DERAEDT, Lettres, vol.6 , p. 109

Le P. Jérôme verra Svegliati. – La défense de M. Véron relative aux mutations à faire dans les couvents. – Vos filles de Nîmes. – Mère M.-Madeleine et le P. Hippolyte.

Ma chère fille,

J’arrive, mais dans un moment je serai en retraite. J’ai pourtant deux choses à vous dire. La première est que le P. Jérôme(1) a passé hier la journée à Nîmes; il sera dans dix jours à Rome. Je l’ai prié de voir Svegliati et de lui dire que si on lui écrit sur votre tyrannie et votre peu de sincérité, il peut me consulter confidentiellement. La deuxième, c’est que vous feriez peut-être bien de choisir votre moment pour dire ou écrire à M. Véron qu’il vous est impossible d’accepter sa défense relativement aux mutations à faire dans les couvents(2); que si tous les évêques faisaient la même défense pour leurs maisons, le gouvernement serait impossible; que vous consentez à en référer à lui provisoirement, quand une religieuse envoyée par vous croira qu’on la change par mauvaise volonté, mais qu’une fois les choses rentrées dans l’état normal, s’il persévère dans son idée, vous êtes résolue: 1° De consulter Rome; 2° de porter le noviciat dans un autre diocèse.

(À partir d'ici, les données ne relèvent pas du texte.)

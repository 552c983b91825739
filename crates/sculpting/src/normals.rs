//! Normal refresh pass.
//!
//! After a stroke moves vertices, the normal of every vertex in the stroke
//! region is rebuilt as the arithmetic mean of the unit face normals of its
//! incident triangles within that region, using post-displacement positions.
//! Vertices outside the region keep their normal untouched, even when a
//! neighbor moved.

use glam::Vec3;
use tracing::trace;

use crate::geometry::GeometryBuffer;
use crate::region::StrokeRegion;

/// Unit normal of triangle `abc` with counter-clockwise winding.
///
/// Degenerate triangles yield the zero vector.
#[inline]
pub fn triangle_normal(a: Vec3, b: Vec3, c: Vec3) -> Vec3 {
    (b - a).cross(c - a).normalize_or_zero()
}

/// Recompute the normal of every vertex in the region.
///
/// Must run only after all position writes of the stroke are done.
/// Returns the number of normals written.
pub fn refresh_normals(geometry: &mut GeometryBuffer, region: &StrokeRegion) -> usize {
    let mut written = 0;

    for &vertex in region.vertices() {
        let triangles = region.incident_triangles(vertex);
        if triangles.is_empty() {
            continue;
        }

        let sum: Vec3 = triangles.iter().map(|&t| geometry.face_normal(t)).sum();
        geometry.set_normal(vertex, sum / triangles.len() as f32);
        written += 1;
    }

    trace!("normal refresh: wrote {} normals", written);
    written
}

Dans la mesure que je vous propose et les termes que j’indique, il est impossible qu’il ne soit pas obligé de réfléchir. Enfin, voyez ce qu’il y a de pratique dans mon conseil.

J’ai vu hier soir vos filles de Nîmes, je suis de plus en plus content de Soeur M.-Gabrielle. Je viens de dire la messe à Rochebelle. J’y ai vu la Mère M.-Madeleine, qui, je crois, commence à mieux s’entendre avec le P. Hippolyte. Adieu, ma chère fille. Il y a quelques torts de part et d’autre, mais le P. Hip[polyte] ne les a pas tous. La pauvre Soeur M.-Madeleine fait quelques gaucheries, involontaires à coup sûr, mais tout ce qui est un peu intelligent parmi ces filles ne lui va guère. Il n’en est pas moins vrai qu’elle rend d’inappréciables services.

Mille fois vôtre, ma fille. Que les liens de saint Pierre vous protègent contre les attaques de certains démons!